Dafür gelingen helle Bereiche klar besser durchzeichnet. Nimmt man den weißen Turm auf dem Gebäude bei 71’04, so überstrahlt dieser über die Blu-ray. Die HDR-Scheibe bildet ihn komplett ab und zeigt auch noch die horizontal verlaufenden Linien unterhalb der Spitze. Durchaus mehr Punch liefern die Spitzlichter, die aus Kerzenschein oder anderen punktuellen Lichtquellen bestehen. Schön zu erkennen auch beim rot glimmenden Dracula bei 5’06, dessen glühend-verkohlter Korpus in den roten Spitzlichtern eindrucksvoller vor sich hin glüht. Auch die Nachtansicht der Stadt bei 41’47 ist prägnant. Man kann die Scheinwerfer der Fahrzeuge deutlich besser differenzieren, die Lichter haben mehr Strahlkraft und die Rückleuchten sind roter. Den Marriot-Schriftzug im Hintergrund kann man über die Blu-ray kaum lesen, zumal er eher rosafarben erscheint. Die Farben sind auch Draculas Höhle (Kapitel vier) kräftiger. Das Rot kommt satter und das Grün ist ebenfalls knackiger. Allerdings geht der grüne Schein auf den neutral grauen Oberflächen etwas verloren. Hier bleibt die UHD-Disk etwas neutraler und nicht ganz so grünlich eingefärbt.

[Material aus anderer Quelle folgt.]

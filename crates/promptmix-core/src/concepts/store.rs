//! Concepts Store
//!
//! 概念リストのランタイムストア。
//! カテゴリ別ファイルは呼び出しごとに読み直す（生成の合間に編集できるように）。
//! 背景語辞書だけは最初の利用時に一度だけ読み込む。

use std::fs;
use std::path::{Path, PathBuf};

use glob::{glob, Pattern};
use once_cell::sync::OnceCell;
use tracing::{debug, warn};

use crate::error::{PromptMixError, Result};
use crate::sampler::Population;

use super::builtin::{
    find_category, BuiltinCategory, ConceptKind, BUILTIN_CATEGORIES, DEFAULT_ENABLED_CATEGORIES,
    DICTIONARY_FILE,
};
use super::file::parse_concepts;

/// 重みなしファイルに適用する重み
const DEFAULT_WEIGHT: f64 = 1.0;

/// 概念リストのストア
#[derive(Debug)]
pub struct ConceptsStore {
    concepts_dir: PathBuf,
    /// 有効なカテゴリ（BUILTIN_CATEGORIESの順）
    enabled: Vec<&'static str>,
    dictionary: OnceCell<Vec<String>>,
}

impl ConceptsStore {
    /// デフォルトカテゴリで初期化
    pub fn new(concepts_dir: impl Into<PathBuf>) -> Result<Self> {
        let concepts_dir = concepts_dir.into();
        if !concepts_dir.is_dir() {
            return Err(PromptMixError::InvalidConceptsDir { path: concepts_dir });
        }

        let mut store = Self {
            concepts_dir,
            enabled: Vec::new(),
            dictionary: OnceCell::new(),
        };
        for name in DEFAULT_ENABLED_CATEGORIES {
            store.enable(name)?;
        }
        Ok(store)
    }

    /// 有効カテゴリを置き換え
    pub fn with_categories<S: AsRef<str>>(mut self, names: &[S]) -> Result<Self> {
        self.enabled.clear();
        for name in names {
            self.enable(name.as_ref())?;
        }
        Ok(self)
    }

    pub fn concepts_dir(&self) -> &Path {
        &self.concepts_dir
    }

    pub fn file_path(&self, file: &str) -> PathBuf {
        self.concepts_dir.join(file)
    }

    /// カテゴリを有効化
    pub fn enable(&mut self, name: &str) -> Result<()> {
        let category = lookup(name)?;
        if !self.enabled.contains(&category.name) {
            self.enabled.push(category.name);
            self.enabled.sort_by_key(|n| table_position(n));
        }
        Ok(())
    }

    /// カテゴリを無効化
    pub fn disable(&mut self, name: &str) -> Result<()> {
        let category = lookup(name)?;
        self.enabled.retain(|n| *n != category.name);
        Ok(())
    }

    pub fn is_enabled(&self, name: &str) -> bool {
        find_category(name).is_some_and(|c| self.enabled.contains(&c.name))
    }

    pub fn enabled_categories(&self) -> &[&'static str] {
        &self.enabled
    }

    /// カテゴリ名一覧（テーブル順）
    pub fn category_names(&self) -> Vec<&'static str> {
        BUILTIN_CATEGORIES.iter().map(|c| c.name).collect()
    }

    /// カテゴリのファイル一覧
    pub fn files_for_category(&self, name: &str) -> Result<Vec<&'static str>> {
        Ok(lookup(name)?.files())
    }

    /// 1ファイルを読み込む
    ///
    /// 読めないファイルは警告を出して空リスト扱い。
    pub fn load(&self, file: &str) -> Vec<String> {
        let path = self.file_path(file);
        match fs::read_to_string(&path) {
            Ok(content) => parse_concepts(&content),
            Err(e) => {
                warn!(path = %path.display(), error = %e, "failed to read concept file, using empty list");
                Vec::new()
            }
        }
    }

    /// 有効カテゴリからkindの母集団を構築
    ///
    /// 重み付きファイルが1つでもあれば重み付き母集団になる。
    pub fn population(&self, kind: ConceptKind) -> Population {
        let sources: Vec<_> = self
            .enabled_definitions()
            .flat_map(|c| c.sources_for(kind))
            .collect();

        if sources.iter().any(|s| s.weight.is_some()) {
            let items = sources
                .iter()
                .flat_map(|s| {
                    let weight = s.weight.unwrap_or(DEFAULT_WEIGHT);
                    self.load(s.file).into_iter().map(move |c| (c, weight))
                })
                .collect::<Vec<_>>();
            debug!(%kind, count = items.len(), "loaded weighted population");
            Population::Weighted(items)
        } else {
            let items = sources
                .iter()
                .flat_map(|s| self.load(s.file))
                .collect::<Vec<_>>();
            debug!(%kind, count = items.len(), "loaded population");
            Population::Plain(items)
        }
    }

    /// 背景語辞書（初回のみ読み込み）
    pub fn dictionary(&self) -> &[String] {
        self.dictionary.get_or_init(|| {
            let words = self.load(DICTIONARY_FILE);
            debug!(count = words.len(), "loaded dictionary");
            words
        })
    }

    /// 辞書キャッシュを破棄
    pub fn invalidate_dictionary(&mut self) {
        self.dictionary = OnceCell::new();
    }

    /// 概念ディレクトリ内の全`.txt`ファイル（名前順）
    pub fn concept_files(&self) -> Result<Vec<PathBuf>> {
        let pattern = format!(
            "{}/*.txt",
            Pattern::escape(&self.concepts_dir.to_string_lossy())
        );

        let mut files: Vec<PathBuf> = glob(&pattern)?
            .filter_map(|entry| match entry {
                Ok(path) => Some(path),
                Err(e) => {
                    warn!(error = %e, "skipping unreadable concept file entry");
                    None
                }
            })
            .collect();
        files.sort();
        Ok(files)
    }

    fn enabled_definitions(&self) -> impl Iterator<Item = &'static BuiltinCategory> + '_ {
        self.enabled.iter().filter_map(|n| find_category(n))
    }
}

fn lookup(name: &str) -> Result<&'static BuiltinCategory> {
    find_category(name).ok_or_else(|| PromptMixError::UnknownCategory {
        name: name.to_string(),
    })
}

fn table_position(name: &str) -> usize {
    BUILTIN_CATEGORIES
        .iter()
        .position(|c| c.name == name)
        .unwrap_or(usize::MAX)
}

#[cfg(test)]
mod tests {
    use super::*;
    use tempfile::TempDir;

    fn concepts_dir(files: &[(&str, &str)]) -> TempDir {
        let tmp = TempDir::new().unwrap();
        for (name, content) in files {
            fs::write(tmp.path().join(name), content).unwrap();
        }
        tmp
    }

    #[test]
    fn test_new_rejects_missing_dir() {
        let tmp = TempDir::new().unwrap();
        let err = ConceptsStore::new(tmp.path().join("missing")).unwrap_err();
        assert!(matches!(err, PromptMixError::InvalidConceptsDir { .. }));
    }

    #[test]
    fn test_default_categories() {
        let tmp = concepts_dir(&[]);
        let store = ConceptsStore::new(tmp.path()).unwrap();
        assert_eq!(store.enabled_categories(), &["SFW", "Art Styles"]);
        assert!(store.is_enabled("sfw"));
        assert!(!store.is_enabled("NSFW"));
    }

    #[test]
    fn test_enable_disable() {
        let tmp = concepts_dir(&[]);
        let mut store = ConceptsStore::new(tmp.path()).unwrap();
        store.enable("nsfw").unwrap();
        assert_eq!(store.enabled_categories(), &["SFW", "NSFW", "Art Styles"]);
        store.disable("SFW").unwrap();
        assert_eq!(store.enabled_categories(), &["NSFW", "Art Styles"]);
        assert!(store.enable("unknown").is_err());

        let store = store.with_categories(&["Art Styles"]).unwrap();
        assert_eq!(store.enabled_categories(), &["Art Styles"]);
    }

    #[test]
    fn test_load_skips_comments() {
        let tmp = concepts_dir(&[("animals.txt", "# animals\ncat\n\ndog # good\n")]);
        let store = ConceptsStore::new(tmp.path()).unwrap();
        assert_eq!(store.load("animals.txt"), vec!["cat", "dog"]);
    }

    #[test]
    fn test_missing_file_is_empty() {
        let tmp = concepts_dir(&[]);
        let store = ConceptsStore::new(tmp.path()).unwrap();
        assert!(store.load("animals.txt").is_empty());
        assert!(store.population(ConceptKind::Animals).is_empty());
    }

    #[test]
    fn test_population_merges_enabled_categories() {
        let tmp = concepts_dir(&[
            ("concepts.txt", "sunrise\nforest\n"),
            ("concepts_nsfw.txt", "secret\n"),
        ]);
        let mut store = ConceptsStore::new(tmp.path()).unwrap();
        assert_eq!(
            store.population(ConceptKind::Concepts),
            Population::Plain(vec!["sunrise".to_string(), "forest".to_string()])
        );

        store.enable("NSFW").unwrap();
        assert_eq!(store.population(ConceptKind::Concepts).len(), 3);
    }

    #[test]
    fn test_weighted_population() {
        let tmp = concepts_dir(&[
            ("dress.txt", "shirt\n"),
            ("dress_specific.txt", "red silk shirt\n"),
        ]);
        let store = ConceptsStore::new(tmp.path()).unwrap();
        assert_eq!(
            store.population(ConceptKind::Dress),
            Population::Weighted(vec![
                ("shirt".to_string(), 1.0),
                ("red silk shirt".to_string(), 0.5),
            ])
        );
    }

    #[test]
    fn test_population_rereads_files() {
        let tmp = concepts_dir(&[("colors.txt", "red\n")]);
        let store = ConceptsStore::new(tmp.path()).unwrap();
        assert_eq!(store.population(ConceptKind::Colors).len(), 1);

        fs::write(tmp.path().join("colors.txt"), "red\nblue\n").unwrap();
        assert_eq!(store.population(ConceptKind::Colors).len(), 2);
    }

    #[test]
    fn test_dictionary_is_cached() {
        let tmp = concepts_dir(&[(DICTIONARY_FILE, "alpha\nbeta\n")]);
        let mut store = ConceptsStore::new(tmp.path()).unwrap();
        assert_eq!(store.dictionary().len(), 2);

        fs::write(tmp.path().join(DICTIONARY_FILE), "alpha\n").unwrap();
        assert_eq!(store.dictionary().len(), 2);

        store.invalidate_dictionary();
        assert_eq!(store.dictionary().len(), 1);
    }

    #[test]
    fn test_concept_files_and_category_files() {
        let tmp = concepts_dir(&[("b.txt", ""), ("a.txt", ""), ("notes.md", "")]);
        let store = ConceptsStore::new(tmp.path()).unwrap();
        let names: Vec<String> = store
            .concept_files()
            .unwrap()
            .iter()
            .map(|p| p.file_name().unwrap().to_string_lossy().to_string())
            .collect();
        assert_eq!(names, vec!["a.txt", "b.txt"]);

        let files = store.files_for_category("Art Styles").unwrap();
        assert_eq!(files, vec!["artists.txt", "art_styles.txt"]);
        assert!(store.files_for_category("missing").is_err());
    }
}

In puncto Auflösung erkennt man, dass die 4K-Disk eine 8K-Basis und ein 4K-DI hat. Denn bei den Kabeln oberhalb von der Laterne nach 34’44 kann man bis zum Verbindungsknoten noch erkennen, dass oberhalb zwei Kabel zusammenlaufen und es insgesamt fünf Kabel sind. Über die Blu-ray erkennt man auf Höhe des Verbindungsknotens nur drei Kabel. Die anderen beiden verschwimmen im Gesamtstrang. Auch die bronzefarbenen Spitzen auf dem blauen Zaun unten in der Mitte sind dreidimensionaler und plastischer als über die Blu-ray. Allerdings scheint hier in der Postproduktion des Films an sich auch noch stärker mit Filterungen gearbeitet worden zu sein.
Denn trotz des nativen 4K-Masters ist der Detailgrad zwar sichtbar, aber nicht exorbitant höher als bei der Blu-ray. Beim Encoding schlägt die HDR-Disk die bereits bessere Turbine-Blu-ray noch einmal. Sie zeigt das Rauschen in den nebligen Szenen bei schrägem Lichteinfall nach fünf Minuten noch sauberer und gleichmäßiger.
Tonqualität (85%)
Die Blu-ray von Universal bot „lediglich“ eine DTS-HD-High-Resolution-Spur in 7.1-Abmischung fürs Deutsche und eine 7.1 DTS-HD-Master-Fassung für den O-Ton. Die Turbine Disk liefert nun Dolby Atmos für beide Sprachen. Die DTS-HD-HR-/MA-Versionen der Blu-ray unterschieden sich dadurch, dass die deutsche Synchro trotz stärker Komprimierung insgesamt dynamischer und offener klang als die englische Fassung. Und so ist es jetzt auch bei der Atmos-Abmischung von Renfield. Auch hier ist die Synchro fetter, satter und dynamischer.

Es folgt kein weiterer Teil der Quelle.